Required work:
Whenever the word "deleted" turns up in a line of the data below, copy that line.
───── Dataset records ─────
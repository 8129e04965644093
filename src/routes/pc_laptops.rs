use crate::{error::Result, models::ApiResponse, models::pc_laptop::*, state::AppState};
use axum::{
    extract::{Path, State},
    http::StatusCode,
    response::Json,
    routing::get,
    Router,
};
use serde_json::{json, Value};
use std::sync::Arc;
use tracing::debug;

pub fn router() -> Router<Arc<AppState>> {
    Router::new()
        .route("/", get(list_assets).post(create_asset))
        .route("/:id", get(get_asset).put(update_asset).delete(delete_asset))
}

/// List PC/laptop records
/// GET /api/pc-laptops
async fn list_assets(State(state): State<Arc<AppState>>) -> Result<Json<ApiResponse<Vec<PcLaptop>>>> {
    let assets = state.pc_laptop_service.list_assets().await?;
    Ok(Json(ApiResponse::list(assets)))
}

/// GET /api/pc-laptops/:id
async fn get_asset(
    State(state): State<Arc<AppState>>,
    Path(id): Path<String>,
) -> Result<Json<ApiResponse<PcLaptop>>> {
    let asset = state.pc_laptop_service.get_asset(&id).await?;
    Ok(Json(ApiResponse::success(asset)))
}

/// Register a machine under its asset tag
/// POST /api/pc-laptops
async fn create_asset(
    State(state): State<Arc<AppState>>,
    Json(request): Json<CreatePcLaptopRequest>,
) -> Result<(StatusCode, Json<Value>)> {
    let asset = state.pc_laptop_service.create_asset(request).await?;

    Ok((
        StatusCode::CREATED,
        Json(json!({
            "success": true,
            "data": asset,
            "message": "PC/Laptop record created successfully"
        })),
    ))
}

/// PUT /api/pc-laptops/:id
async fn update_asset(
    State(state): State<Arc<AppState>>,
    Path(id): Path<String>,
    Json(components): Json<PcComponents>,
) -> Result<Json<Value>> {
    debug!("Updating PC/Laptop record via API: {}", id);

    let asset = state.pc_laptop_service.update_asset(&id, components).await?;

    Ok(Json(json!({
        "success": true,
        "data": asset,
        "message": "PC/Laptop record updated successfully"
    })))
}

/// DELETE /api/pc-laptops/:id
async fn delete_asset(
    State(state): State<Arc<AppState>>,
    Path(id): Path<String>,
) -> Result<Json<Value>> {
    state.pc_laptop_service.delete_asset(&id).await?;

    Ok(Json(json!({
        "success": true,
        "message": "PC/Laptop record deleted successfully"
    })))
}
use serde::{Deserialize, Serialize};

/// 标准API响应格式
#[derive(Debug, Serialize, Deserialize)]
pub struct ApiResponse<T> {
    pub success: bool,
    #[serde(default = "Option::default", skip_serializing_if = "Option::is_none")]
    pub data: Option<T>,
    #[serde(default, skip_serializing_if = "Option::is_none")]
    pub count: Option<usize>,
    #[serde(default, skip_serializing_if = "Option::is_none")]
    pub message: Option<String>,
    #[serde(default, skip_serializing_if = "Option::is_none")]
    pub error: Option<ErrorBody>,
}

impl<T> ApiResponse<T> {
    pub fn success(data: T) -> Self {
        Self {
            success: true,
            data: Some(data),
            count: None,
            message: None,
            error: None,
        }
    }

    pub fn success_with_message(data: T, message: impl Into<String>) -> Self {
        Self {
            message: Some(message.into()),
            ..Self::success(data)
        }
    }

    pub fn error_message(&self) -> Option<String> {
        self.error.as_ref().map(|e| e.message().to_string())
    }
}

impl<T> ApiResponse<Vec<T>> {
    pub fn list(data: Vec<T>) -> Self {
        Self {
            count: Some(data.len()),
            ..Self::success(data)
        }
    }
}

/// Error payload; older backends send a bare string.
#[derive(Debug, Clone, Serialize, Deserialize)]
#[serde(untagged)]
pub enum ErrorBody {
    Detail(ErrorDetail),
    Message(String),
}

#[derive(Debug, Clone, Serialize, Deserialize)]
pub struct ErrorDetail {
    pub code: String,
    pub message: String,
    #[serde(default, skip_serializing_if = "Option::is_none")]
    pub details: Option<serde_json::Value>,
}

impl ErrorBody {
    pub fn message(&self) -> &str {
        match self {
            ErrorBody::Detail(detail) => &detail.message,
            ErrorBody::Message(message) => message,
        }
    }
}

#[cfg(test)]
mod tests {
    use super::*;
    use serde_json::json;

    #[test]
    fn list_response_carries_count() {
        let value = serde_json::to_value(ApiResponse::list(vec![1, 2, 3])).unwrap();
        assert_eq!(value, json!({ "success": true, "data": [1, 2, 3], "count": 3 }));
    }

    #[test]
    fn reads_both_error_shapes() {
        let legacy: ApiResponse<()> =
            serde_json::from_value(json!({ "success": false, "error": "boom" })).unwrap();
        assert_eq!(legacy.error_message().as_deref(), Some("boom"));

        let detailed: ApiResponse<()> = serde_json::from_value(json!({
            "success": false,
            "error": { "code": "NOT_FOUND", "message": "IT account not found" }
        }))
        .unwrap();
        assert_eq!(detailed.error_message().as_deref(), Some("IT account not found"));
    }
}
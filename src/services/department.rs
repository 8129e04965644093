use crate::{
    error::{AppError, Result},
    models::department::*,
    services::Database,
};
use chrono::Utc;
use std::sync::Arc;
use tracing::{debug, info};
use uuid::Uuid;
use validator::Validate;

const TABLE: &str = "department";

#[derive(Clone)]
pub struct DepartmentService {
    db: Arc<Database>,
}

impl DepartmentService {
    pub async fn new(db: Arc<Database>) -> Result<Self> {
        Ok(Self { db })
    }

    pub async fn list_departments(&self) -> Result<Vec<Department>> {
        self.db.list(TABLE).await
    }

    pub async fn create_department(&self, request: CreateDepartmentRequest) -> Result<Department> {
        request.validate()?;
        let name = request.name.trim().to_string();
        debug!("Creating department: {}", name);

        let existing: Option<Department> = self.db.find_one(TABLE, "name", &name).await?;
        if existing.is_some() {
            return Err(AppError::conflict("Department with this name already exists"));
        }

        let department = Department {
            id: Uuid::new_v4().to_string(),
            name,
            created_at: Utc::now(),
        };
        let created: Department = self.db.create(TABLE, &department.id, &department).await?;

        info!("Created department {} ({})", created.name, created.id);
        Ok(created)
    }

    pub async fn delete_department(&self, id: &str) -> Result<Department> {
        self.db
            .delete_by_id(TABLE, id)
            .await?
            .ok_or_else(|| AppError::not_found("Department"))
    }
}
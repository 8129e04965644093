use chrono::{DateTime, Utc};
use serde::{Deserialize, Serialize};
use validator::{Validate, ValidationError};

use super::notification::Notification;

#[derive(Debug, Clone, PartialEq, Serialize, Deserialize)]
#[serde(rename_all = "camelCase")]
pub struct ItAccount {
    #[serde(alias = "_id")]
    pub id: String,
    pub employee_id: String,
    pub employee_name: String,
    pub system_id: String,
    #[serde(default)]
    pub table_number: Option<String>,
    #[serde(default)]
    pub department: Option<String>,
    #[serde(default)]
    pub emails: Vec<EmailCredential>,
    #[serde(rename = "vitelGlobal", default)]
    pub telephony: TelephonyAccount,
    #[serde(rename = "lmPlayer", default)]
    pub license: SoftwareLicense,
    #[serde(default)]
    pub notes: Option<String>,
    pub created_at: DateTime<Utc>,
    pub updated_at: DateTime<Utc>,
}

#[derive(Debug, Clone, Default, PartialEq, Serialize, Deserialize, Validate)]
#[serde(rename_all = "camelCase")]
pub struct EmailCredential {
    #[serde(default, skip_serializing_if = "Option::is_none")]
    pub provider: Option<String>,
    #[serde(default, skip_serializing_if = "Option::is_none")]
    pub provider_custom: Option<String>,
    #[validate(length(min = 1, message = "email is required"))]
    pub email: String,
    #[serde(default, skip_serializing_if = "Option::is_none")]
    pub password: Option<String>,
}

#[derive(Debug, Clone, Copy, PartialEq, Eq, Serialize, Deserialize)]
#[serde(rename_all = "lowercase")]
pub enum TelephonyProvider {
    Vitel,
    Vonage,
}

#[derive(Debug, Clone, Default, PartialEq, Serialize, Deserialize)]
#[serde(rename_all = "camelCase")]
pub struct TelephonyAccount {
    #[serde(default, skip_serializing_if = "Option::is_none")]
    pub id: Option<String>,
    #[serde(default, skip_serializing_if = "Option::is_none")]
    pub provider: Option<TelephonyProvider>,
    #[serde(rename = "type", default, skip_serializing_if = "Option::is_none")]
    pub line_type: Option<String>,
    #[serde(default, skip_serializing_if = "Option::is_none")]
    pub ext_number: Option<String>,
    #[serde(default, skip_serializing_if = "Option::is_none")]
    pub password: Option<String>,
}

#[derive(Debug, Clone, Default, PartialEq, Serialize, Deserialize)]
pub struct SoftwareLicense {
    #[serde(default, skip_serializing_if = "Option::is_none")]
    pub id: Option<String>,
    #[serde(default, skip_serializing_if = "Option::is_none")]
    pub password: Option<String>,
    #[serde(default, skip_serializing_if = "Option::is_none")]
    pub license: Option<String>,
}

#[derive(Debug, Clone, Default, PartialEq, Serialize, Deserialize, Validate)]
#[serde(rename_all = "camelCase")]
pub struct CreateItAccountRequest {
    #[validate(length(min = 1, message = "employeeId is required"))]
    pub employee_id: String,
    #[validate(length(min = 1, message = "employeeName is required"))]
    pub employee_name: String,
    #[validate(length(min = 1, max = 100, message = "systemId must be 1 to 100 characters"))]
    pub system_id: String,
    #[serde(default)]
    pub table_number: Option<String>,
    #[serde(default)]
    pub department: Option<String>,
    #[serde(default)]
    #[validate]
    pub emails: Vec<EmailCredential>,
    #[serde(rename = "vitelGlobal", default)]
    pub telephony: TelephonyAccount,
    #[serde(rename = "lmPlayer", default)]
    pub license: SoftwareLicense,
    #[serde(default)]
    #[validate(length(max = 2000))]
    pub notes: Option<String>,
}

/// Partial update; absent fields keep their stored value.
#[derive(Debug, Clone, Default, Serialize, Deserialize, Validate)]
#[serde(rename_all = "camelCase")]
pub struct UpdateItAccountRequest {
    #[serde(skip_serializing_if = "Option::is_none")]
    #[validate(length(min = 1))]
    pub employee_id: Option<String>,
    #[serde(skip_serializing_if = "Option::is_none")]
    #[validate(length(min = 1))]
    pub employee_name: Option<String>,
    #[serde(skip_serializing_if = "Option::is_none")]
    #[validate(length(min = 1, max = 100))]
    pub system_id: Option<String>,
    #[serde(skip_serializing_if = "Option::is_none")]
    pub table_number: Option<String>,
    #[serde(skip_serializing_if = "Option::is_none")]
    pub department: Option<String>,
    #[serde(skip_serializing_if = "Option::is_none")]
    #[validate(custom = "validate_emails")]
    pub emails: Option<Vec<EmailCredential>>,
    #[serde(rename = "vitelGlobal", skip_serializing_if = "Option::is_none")]
    pub telephony: Option<TelephonyAccount>,
    #[serde(rename = "lmPlayer", skip_serializing_if = "Option::is_none")]
    pub license: Option<SoftwareLicense>,
    #[serde(skip_serializing_if = "Option::is_none")]
    #[validate(length(max = 2000))]
    pub notes: Option<String>,
}

/// The IT account creation form, pre-filled from a pending notification.
#[derive(Debug, Clone, Default, PartialEq, Serialize, Deserialize)]
#[serde(rename_all = "camelCase")]
pub struct ItAccountDraft {
    pub notification_id: String,
    pub employee_id: String,
    pub employee_name: String,
    pub department: String,
    pub table_number: String,
}

impl From<&Notification> for ItAccountDraft {
    fn from(notification: &Notification) -> Self {
        Self {
            notification_id: notification.id.clone(),
            employee_id: notification.employee_id.clone(),
            employee_name: notification.employee_name.clone(),
            department: notification.department.clone(),
            table_number: notification.table_number.clone(),
        }
    }
}

impl ItAccountDraft {
    /// Completes the draft with the fields only IT can fill in.
    pub fn into_request(self, system_id: impl Into<String>) -> CreateItAccountRequest {
        CreateItAccountRequest {
            employee_id: self.employee_id,
            employee_name: self.employee_name,
            system_id: system_id.into(),
            table_number: non_empty(self.table_number),
            department: non_empty(self.department),
            ..Default::default()
        }
    }
}

/// Every replacement email must satisfy the same rules as on create.
fn validate_emails(emails: &[EmailCredential]) -> Result<(), ValidationError> {
    if emails.iter().all(|email| email.validate().is_ok()) {
        Ok(())
    } else {
        let mut error = ValidationError::new("email");
        error.message = Some("every email needs an address".into());
        Err(error)
    }
}

fn non_empty(value: String) -> Option<String> {
    if value.trim().is_empty() {
        None
    } else {
        Some(value)
    }
}

impl ItAccount {
    pub fn from_request(id: String, request: CreateItAccountRequest, now: DateTime<Utc>) -> Self {
        Self {
            id,
            employee_id: request.employee_id,
            employee_name: request.employee_name,
            system_id: request.system_id,
            table_number: request.table_number,
            department: request.department,
            emails: request.emails,
            telephony: request.telephony,
            license: request.license,
            notes: request.notes,
            created_at: now,
            updated_at: now,
        }
    }
}
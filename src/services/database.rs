use crate::config::Config;
use crate::error::{AppError, Result};
use parking_lot::RwLock;
use serde::de::DeserializeOwned;
use serde::Serialize;
use serde_json::{json, Value};
use std::sync::atomic::{AtomicBool, Ordering};
use std::sync::Arc;
use surrealdb::engine::any::Any;
use surrealdb::opt::auth::Root;
use surrealdb::Surreal;
use tracing::{debug, error, info, warn};

/// 数据库连接状态
#[derive(Debug, Clone, Serialize)]
pub struct DbStatus {
    pub connected: bool,
    pub error: Option<String>,
}

/// 数据库服务
///
/// 连接失败不会阻止服务启动；状态通过 `/api/db-status` 暴露，
/// 数据相关请求在未连接时返回 503。
#[derive(Clone)]
pub struct Database {
    client: Surreal<Any>,
    connected: Arc<AtomicBool>,
    last_error: Arc<RwLock<Option<String>>>,
}

impl Database {
    /// 创建新的数据库实例并尝试连接
    pub async fn new(config: &Config) -> Self {
        let db = Self {
            client: Surreal::init(),
            connected: Arc::new(AtomicBool::new(false)),
            last_error: Arc::new(RwLock::new(None)),
        };

        match db.connect(config).await {
            Ok(()) => {
                info!("Connected to database at {}", config.database_url);
                db.connected.store(true, Ordering::SeqCst);
            }
            Err(e) => {
                warn!(
                    "Database connection to {} failed, data routes will be unavailable: {}",
                    config.database_url, e
                );
                *db.last_error.write() = Some(e.to_string());
            }
        }

        db
    }

    async fn connect(&self, config: &Config) -> Result<()> {
        self.client.connect(config.database_url.as_str()).await?;

        if config.database_requires_signin() {
            self.client
                .signin(Root {
                    username: &config.database_username,
                    password: &config.database_password,
                })
                .await?;
        }

        self.client
            .use_ns(config.database_namespace.as_str())
            .use_db(config.database_name.as_str())
            .await?;

        Ok(())
    }

    pub fn status(&self) -> DbStatus {
        DbStatus {
            connected: self.is_connected(),
            error: self.last_error.read().clone(),
        }
    }

    pub fn is_connected(&self) -> bool {
        self.connected.load(Ordering::SeqCst)
    }

    fn ensure_connected(&self) -> Result<()> {
        if self.is_connected() {
            Ok(())
        } else {
            Err(AppError::unavailable(
                "Database is not connected. Please check the database configuration.",
            ))
        }
    }

    /// 执行带参数的查询，返回第一条语句的结果行
    async fn query_rows(&self, sql: &str, params: Value) -> Result<Vec<Value>> {
        self.ensure_connected()?;
        debug!("Executing query: {}", sql);

        let mut response = self.client.query(sql).bind(params).await?;
        let mut rows: Vec<Value> = response.take(0)?;
        rows.iter_mut().for_each(normalize_record_id);
        Ok(rows)
    }

    /// 列出表中所有记录，按创建时间倒序
    pub async fn list<T>(&self, table: &str) -> Result<Vec<T>>
    where
        T: DeserializeOwned,
    {
        let rows = self
            .query_rows(
                "SELECT * FROM type::table($table) ORDER BY createdAt DESC",
                json!({ "table": table }),
            )
            .await?;
        decode_rows(rows)
    }

    /// 通过ID获取单个记录
    pub async fn get_by_id<T>(&self, table: &str, id: &str) -> Result<Option<T>>
    where
        T: DeserializeOwned,
    {
        let rows = self
            .query_rows(
                "SELECT * FROM type::thing($table, $id)",
                json!({ "table": table, "id": id }),
            )
            .await?;
        first_row(rows)
    }

    /// 查找单个记录；`field` 只接受代码中的常量字段名
    pub async fn find_one<T>(&self, table: &str, field: &'static str, value: &str) -> Result<Option<T>>
    where
        T: DeserializeOwned,
    {
        let sql = format!(
            "SELECT * FROM type::table($table) WHERE {} = $value LIMIT 1",
            field
        );
        let rows = self
            .query_rows(&sql, json!({ "table": table, "value": value }))
            .await?;
        first_row(rows)
    }

    /// 创建记录，`id` 作为记录键
    pub async fn create<T, R>(&self, table: &str, id: &str, data: &T) -> Result<R>
    where
        T: Serialize,
        R: DeserializeOwned,
    {
        let content = document_content(data)?;
        let rows = self
            .query_rows(
                "CREATE type::thing($table, $id) CONTENT $content",
                json!({ "table": table, "id": id, "content": content }),
            )
            .await?;
        first_row(rows)?.ok_or_else(|| AppError::internal("Failed to create record"))
    }

    /// 合并更新记录，记录不存在时返回 None
    pub async fn merge<T, R>(&self, table: &str, id: &str, patch: &T) -> Result<Option<R>>
    where
        T: Serialize,
        R: DeserializeOwned,
    {
        if self.get_by_id::<Value>(table, id).await?.is_none() {
            return Ok(None);
        }

        let patch = document_content(patch)?;
        let rows = self
            .query_rows(
                "UPDATE type::thing($table, $id) MERGE $patch",
                json!({ "table": table, "id": id, "patch": patch }),
            )
            .await?;
        first_row(rows)
    }

    /// 删除记录并返回删除前的内容
    pub async fn delete_by_id<R>(&self, table: &str, id: &str) -> Result<Option<R>>
    where
        R: DeserializeOwned,
    {
        let rows = self
            .query_rows(
                "DELETE type::thing($table, $id) RETURN BEFORE",
                json!({ "table": table, "id": id }),
            )
            .await?;
        first_row(rows)
    }

    pub async fn count(&self, table: &str) -> Result<usize> {
        let rows = self
            .query_rows(
                "SELECT count() AS total FROM type::table($table) GROUP ALL",
                json!({ "table": table }),
            )
            .await?;
        Ok(rows
            .first()
            .and_then(|row| row.get("total"))
            .and_then(Value::as_u64)
            .unwrap_or(0) as usize)
    }
}

/// 记录内容不能包含 `id` 字段，它由记录键决定
fn document_content<T: Serialize>(data: &T) -> Result<Value> {
    let mut content = serde_json::to_value(data)?;
    match content.as_object_mut() {
        Some(object) => {
            object.remove("id");
            Ok(content)
        }
        None => Err(AppError::internal("Record content must be an object")),
    }
}

fn decode_rows<T: DeserializeOwned>(rows: Vec<Value>) -> Result<Vec<T>> {
    rows.into_iter()
        .map(|row| {
            serde_json::from_value(row).map_err(|e| {
                error!("Failed to deserialize record: {}", e);
                AppError::from(e)
            })
        })
        .collect()
}

fn first_row<T: DeserializeOwned>(rows: Vec<Value>) -> Result<Option<T>> {
    Ok(decode_rows(rows)?.into_iter().next())
}

/// 把 SurrealDB 的记录ID（`table:id` 字符串或 `{tb, id: {String: ..}}` 对象）
/// 规范化为纯ID字符串
pub(crate) fn normalize_record_id(row: &mut Value) {
    let raw = match row.get("id") {
        Some(Value::String(s)) => match s.split_once(':') {
            Some((_, key)) => key.to_string(),
            None => return,
        },
        Some(Value::Object(thing)) => match thing.get("id") {
            Some(Value::Object(inner)) => match inner
                .get("String")
                .and_then(Value::as_str)
                .map(str::to_string)
                .or_else(|| inner.get("Number").map(|n| n.to_string()))
            {
                Some(key) => key,
                None => return,
            },
            Some(Value::String(key)) => key.clone(),
            Some(Value::Number(n)) => n.to_string(),
            _ => return,
        },
        _ => return,
    };

    let raw = raw
        .trim_start_matches('⟨')
        .trim_end_matches('⟩')
        .trim_matches('`')
        .to_string();
    row["id"] = Value::String(raw);
}

#[cfg(test)]
mod tests {
    use super::*;

    #[test]
    fn normalizes_thing_objects() {
        let mut row = json!({ "id": { "tb": "it_account", "id": { "String": "abc-123" } } });
        normalize_record_id(&mut row);
        assert_eq!(row["id"], "abc-123");
    }

    #[test]
    fn normalizes_prefixed_strings() {
        let mut row = json!({ "id": "department:⟨8d0c-11⟩" });
        normalize_record_id(&mut row);
        assert_eq!(row["id"], "8d0c-11");

        let mut numeric = json!({ "id": { "tb": "pc_laptop", "id": { "Number": 7 } } });
        normalize_record_id(&mut numeric);
        assert_eq!(numeric["id"], "7");
    }

    #[test]
    fn leaves_plain_ids_untouched() {
        let mut row = json!({ "id": "PC-0042" });
        normalize_record_id(&mut row);
        assert_eq!(row["id"], "PC-0042");
    }

    #[test]
    fn content_drops_id_field() {
        let content = document_content(&json!({ "id": "x", "name": "Finance" })).unwrap();
        assert_eq!(content, json!({ "name": "Finance" }));
        assert!(document_content(&json!([1, 2])).is_err());
    }

    #[tokio::test]
    async fn in_memory_database_round_trip() {
        let db = Database::new(&Config::default()).await;
        assert!(db.status().connected);

        let created: Value = db
            .create("department", "d1", &json!({ "name": "Finance", "createdAt": "2024-01-01T00:00:00Z" }))
            .await
            .unwrap();
        assert_eq!(created["id"], "d1");

        let found: Option<Value> = db.find_one("department", "name", "Finance").await.unwrap();
        assert_eq!(found.unwrap()["id"], "d1");
        assert_eq!(db.count("department").await.unwrap(), 1);

        let deleted: Option<Value> = db.delete_by_id("department", "d1").await.unwrap();
        assert!(deleted.is_some());
        assert!(db.get_by_id::<Value>("department", "d1").await.unwrap().is_none());
    }

    #[tokio::test]
    async fn unreachable_database_reports_status() {
        let config = Config {
            database_url: "unsupported://nowhere".to_string(),
            ..Config::default()
        };
        let db = Database::new(&config).await;
        let status = db.status();
        assert!(!status.connected);
        assert!(status.error.is_some());
        assert!(matches!(
            db.list::<Value>("it_account").await,
            Err(AppError::ServiceUnavailable(_))
        ));
    }
}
─────
Result for this exercise:
        "message": "PC/Laptop record deleted successfully"
        let deleted: Option<Value> = db.delete_by_id("department", "d1").await.unwrap();
        assert!(deleted.is_some());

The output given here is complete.